Jacob Smith, Professor, Radio-Television-Film Director, MA in Sound Arts and Industries

When we consider the subject of children’s media culture, we quickly discern a host of contradictory behaviors and attitudes: childhood is seen as a period of timeless wonder, but children are bombarded with all the latest fads and gadgets; we try to insulate children from the adult world, but provide them with media technologies that allow them easy access to it. This class will explore contradictions such as these by exploring the history of children’s media. We will discuss film adaptations of fairy tales and classic children’s literature; children’s television; digital games; children’s music; and online video. Our case studies will allow us to engage with debates about contemporary media culture and the nature of childhood. Children are often understood to be a particularly vulnerable segment of the media audience, and children’s media has much to tell us about media regulation and censorship, theories about media influence, and the media’s role in education and marketing.

March 28       Media and the Construction of Childhood

We begin by thinking about the intersection of popular media and childhood: a crossroads that has long inspired both beloved content and adult concern. Next, we encounter an argument about the “social construction of childhood,” a conceptual framework that will structure our consideration of a “modern” notion of childhood. Our case study this week is the film, Big (1988), which shows how popular narratives might shed light on the history of childhood.

April 4            The Birth of the Children’s Audience: Fairy Tales and Classic Kid’s Lit

We begin our historical survey of children’s media by outlining some of the factors that contributed to a “modern” notion of childhood. Our primary case studies are fairy tales and books from the “golden age” of British children’s literature. Media adaptation provides a method for gauging how notions of childhood change over time, and we examine several versions of Lewis Carroll’s “Alice in Wonderland,” from the surreal to the spectacular.  

April 11          The Child Movie Audience, Censorship, and the Rise of Disney

This week we encounter the concept of the “moral panic”: a recurring social dynamic in the history of children’s media. Continuing our historical survey, we move to the 1910s and 1920s, when the rise of a child audience for motion pictures spurred a moral panic that movies were corrupting the nation’s youth. We’ll see how that panic helped to pave the way for Walt Disney, and we’ll take Disney’s Pinocchio (1940) as our case study. 

April 18          Postwar Kids Culture

The postwar era was marked by the Baby Boom and a dramatic shift in childrearing advice. This provides us with an opportunity to consider how trends in childrearing literature shape media practices in the home, a dynamic we can apply to more recent examples. With regards to the postwar era, we examine the “Poet Laureate of Permissive Childrearing”: Dr. Seuss. We’ll talk about Seuss’s little-known but fascinating The 5000 Fingers of Dr.
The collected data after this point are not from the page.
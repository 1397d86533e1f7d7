//! Configuration management for Talentsift
//!
//! Loads the TOML configuration file, applies `TALENTSIFT_*` environment
//! overrides and validates the result before anything touches the data dir.

use crate::error::{Result, SiftError};
use serde::{Deserialize, Serialize};
use std::path::{Path, PathBuf};

mod validator;

pub use validator::ConfigValidator;

/// Main configuration structure
#[derive(Debug, Clone, Serialize, Deserialize)]
pub struct Config {
    #[serde(rename = "_meta")]
    pub meta: MetaConfig,
    pub storage: StorageConfig,
    pub ingest: IngestConfig,
    pub embedding: EmbeddingConfig,
    pub retrieval: RetrievalConfig,
    pub llm: LlmConfig,
    pub summary: SummaryConfig,
    pub output: OutputConfig,
    #[serde(default)]
    pub logging: LoggingConfig,
}

/// Metadata about the configuration
#[derive(Debug, Clone, Serialize, Deserialize)]
pub struct MetaConfig {
    pub schema_version: String,
    #[serde(default = "current_timestamp")]
    pub created_at: String,
    #[serde(default = "current_timestamp")]
    pub last_modified: String,
}

fn current_timestamp() -> String {
    chrono::Utc::now().to_rfc3339()
}

/// Storage configuration
#[derive(Debug, Clone, Serialize, Deserialize)]
pub struct StorageConfig {
    pub data_dir: PathBuf,
}

/// Resume sources picked up by `talentsift ingest`
#[derive(Debug, Clone, Serialize, Deserialize)]
pub struct IngestConfig {
    pub csv_path: PathBuf,
    pub documents_dir: PathBuf,
    /// CSV columns concatenated (as `column: value`) into the resume text
    pub csv_columns: Vec<String>,
    /// Optional CSV column holding the candidate's display name
    #[serde(default, skip_serializing_if = "Option::is_none")]
    pub name_column: Option<String>,
    /// Lower-case file extensions ingested from `documents_dir`
    pub document_extensions: Vec<String>,
    pub pdftotext_bin: String,
}

/// Embedding configuration
#[derive(Debug, Clone, Serialize, Deserialize)]
pub struct EmbeddingConfig {
    /// FastEmbed model name, or "hash" for the offline hashing embedder
    pub model: String,
    pub dimension: usize,
}

/// Hybrid retrieval configuration
#[derive(Debug, Clone, Serialize, Deserialize)]
pub struct RetrievalConfig {
    /// Fraction of the corpus each lexical filter keeps
    pub top_percentage: f64,
    /// Number of nearest neighbours pulled from the vector index
    pub top_n_vector: usize,
    /// Result count used when query expansion does not supply one
    pub default_result_limit: usize,
    /// "llm", "cross-encoder" or "none"
    pub reranker: String,
}

/// LLM configuration
#[derive(Debug, Clone, Serialize, Deserialize)]
pub struct LlmConfig {
    pub enabled: bool,
    pub base_url: String,
    pub api_key_env: String,
    pub model: String,
    pub temperature: f32,
    pub max_completion_tokens: u32,
    pub timeout_secs: u64,
    /// Directory with `<prompt>.txt` overrides for the built-in prompts
    #[serde(default, skip_serializing_if = "Option::is_none")]
    pub prompts_dir: Option<PathBuf>,
}

/// Per-candidate summary generation
#[derive(Debug, Clone, Serialize, Deserialize)]
pub struct SummaryConfig {
    pub enabled: bool,
    pub max_workers: usize,
    pub placeholder: String,
}

/// Report output
#[derive(Debug, Clone, Serialize, Deserialize)]
pub struct OutputConfig {
    pub dir: PathBuf,
    /// "json" or "csv"
    pub format: String,
}

/// Log output
#[derive(Debug, Clone, Serialize, Deserialize)]
pub struct LoggingConfig {
    pub level: String,
    /// When set, logs go to this file instead of stderr
    #[serde(default, skip_serializing_if = "Option::is_none")]
    pub file: Option<PathBuf>,
}

impl Default for LoggingConfig {
    fn default() -> Self {
        Self {
            level: "info".to_string(),
            file: None,
        }
    }
}

impl Config {
    /// Load configuration from a file
    pub fn load(path: &Path) -> Result<Self> {
        if !path.exists() {
            return Err(SiftError::ConfigNotFound {
                path: path.to_path_buf(),
            });
        }

        let content = std::fs::read_to_string(path).map_err(|e| SiftError::Io {
            source: e,
            context: format!("Failed to read config file: {:?}", path),
        })?;
        let mut config: Config = toml::from_str(&content)?;

        config.apply_env_overrides();

        ConfigValidator::validate(&config)?;

        Ok(config)
    }

    /// Save configuration to a file
    pub fn save(&self, path: &Path) -> Result<()> {
        let content = toml::to_string_pretty(self)?;
        std::fs::write(path, content).map_err(|e| SiftError::Io {
            source: e,
            context: format!("Failed to write config file: {:?}", path),
        })?;
        Ok(())
    }

    /// Apply environment variable overrides
    /// Environment variables in format: TALENTSIFT_SECTION__KEY=value
    pub fn apply_env_overrides(&mut self) {
        for (key, value) in std::env::vars() {
            if let Some(config_key) = key.strip_prefix("TALENTSIFT_") {
                if let Err(e) = self.set_value_from_env(config_key, &value) {
                    tracing::warn!("Failed to apply env override {}: {}", key, e);
                }
            }
        }
    }

    pub(crate) fn set_value_from_env(&mut self, path: &str, value: &str) -> Result<()> {
        match path {
            "STORAGE__DATA_DIR" => {
                self.storage.data_dir = PathBuf::from(value);
            }
            "LLM__ENABLED" => {
                self.llm.enabled = parse_value(path, value)?;
            }
            "LLM__MODEL" => {
                self.llm.model = value.to_string();
            }
            "LLM__BASE_URL" => {
                self.llm.base_url = value.to_string();
            }
            "EMBEDDING__MODEL" => {
                self.embedding.model = value.to_string();
            }
            "RETRIEVAL__TOP_PERCENTAGE" => {
                self.retrieval.top_percentage = parse_value(path, value)?;
            }
            "RETRIEVAL__TOP_N_VECTOR" => {
                self.retrieval.top_n_vector = parse_value(path, value)?;
            }
            "RETRIEVAL__RERANKER" => {
                self.retrieval.reranker = value.to_string();
            }
            "SUMMARY__MAX_WORKERS" => {
                self.summary.max_workers = parse_value(path, value)?;
            }
            _ => {
                tracing::debug!("Unknown env config key: {}", path);
            }
        }
        Ok(())
    }

    /// Get the default configuration file path
    pub fn default_path() -> Result<PathBuf> {
        let config_dir = dirs::config_dir()
            .ok_or_else(|| SiftError::Config("Cannot determine config directory".to_string()))?;

        Ok(config_dir.join("talentsift").join("config.toml"))
    }

    /// Data directory with `~/` expanded
    pub fn data_dir(&self) -> Result<PathBuf> {
        expand_path(&self.storage.data_dir)
    }
}

fn parse_value<T: std::str::FromStr>(path: &str, value: &str) -> Result<T> {
    value.parse().map_err(|_| SiftError::InvalidConfigValue {
        path: path.to_string(),
        message: format!("Cannot parse '{}'", value),
    })
}

/// Expand a leading `~/` to the user's home directory
pub fn expand_path(path: &Path) -> Result<PathBuf> {
    let path_str = path
        .to_str()
        .ok_or_else(|| SiftError::Config("Invalid path encoding".to_string()))?;

    if let Some(stripped) = path_str.strip_prefix("~/") {
        let home = dirs::home_dir()
            .ok_or_else(|| SiftError::Config("Cannot determine home directory".to_string()))?;
        Ok(home.join(stripped))
    } else {
        Ok(path.to_path_buf())
    }
}

impl Default for Config {
    fn default() -> Self {
        let data_dir = PathBuf::from("~/.talentsift");

        Self {
            meta: MetaConfig {
                schema_version: "1.0.0".to_string(),
                created_at: current_timestamp(),
                last_modified: current_timestamp(),
            },
            storage: StorageConfig {
                data_dir: data_dir.clone(),
            },
            ingest: IngestConfig {
                csv_path: PathBuf::from("resumes/resume_data.csv"),
                documents_dir: PathBuf::from("resumes/"),
                csv_columns: [
                    "skills",
                    "start_dates",
                    "end_dates",
                    "professional_company_names",
                    "educational_institution_name",
                    "degree_names",
                    "passing_years",
                    "positions",
                    "responsibilities",
                ]
                .iter()
                .map(|c| c.to_string())
                .collect(),
                name_column: None,
                document_extensions: vec!["pdf".to_string()],
                pdftotext_bin: "pdftotext".to_string(),
            },
            embedding: EmbeddingConfig {
                model: "all-MiniLM-L6-v2".to_string(),
                dimension: 384,
            },
            retrieval: RetrievalConfig {
                top_percentage: 0.1,
                top_n_vector: 10,
                default_result_limit: 5,
                reranker: "llm".to_string(),
            },
            llm: LlmConfig {
                enabled: false,
                base_url: "https://api.openai.com/v1".to_string(),
                api_key_env: "OPENAI_API_KEY".to_string(),
                model: "gpt-4o".to_string(),
                temperature: 0.0,
                max_completion_tokens: 2048,
                timeout_secs: 60,
                prompts_dir: None,
            },
            summary: SummaryConfig {
                enabled: true,
                max_workers: 5,
                placeholder: "No summary available.".to_string(),
            },
            output: OutputConfig {
                dir: PathBuf::from("output"),
                format: "csv".to_string(),
            },
            logging: LoggingConfig {
                level: "info".to_string(),
                file: Some(data_dir.join("logs").join("query_log.txt")),
            },
        }
    }
}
T (1953). The postwar era was also marked by a new medium – television – and a new moral panic about its relationship to children. 

May 2             Marketing to Children and “Home Alone” Kids

Television ushered in a new era of advertising directly to children. We examine concerns about advertising to kids, the intersection of the toy industry and TV, and influential brands like Barbie and GI Joe. We update this debate with a consideration of online “unboxing” videos. Our historical survey moves to the 1980s and 1990s and the blockbuster Home Alone (1990) has much to tell us about marketing to kids and a new kind of worldly-wise “latchkey kid.”

May 9             Media as Children’s Education 

Television caused concern as a vehicle for advertising to kids, but it also held out the promise of a new kind of media education. This week we investigate educational and prosocial media for kids, with a focus on the history of PBS, the Children’s Television Workshop, and shows like “Sesame Street,” “Mr. Roger’s Neighborhood,” and “Blues Clues.” We consider some of the research on child development that shaped the style of these programs and compare a US and UK model of children’s television. 

May 16           Children’s Play and Videogames

We shift our focus from film and television to videogames, tracking the rise of videogames as a form of popular entertainment and considering them in relation to theories of play. The history of play spaces provides a new perspective on games like Pokemon and Minecraft, as well as the multi-media LEGO franchise. The topics of children’s play and play space also bring up a host of other related issues, including playground design, the “free range kids” parenting movement, and concerns about “nature deficiency disorder” for media-saturated kids.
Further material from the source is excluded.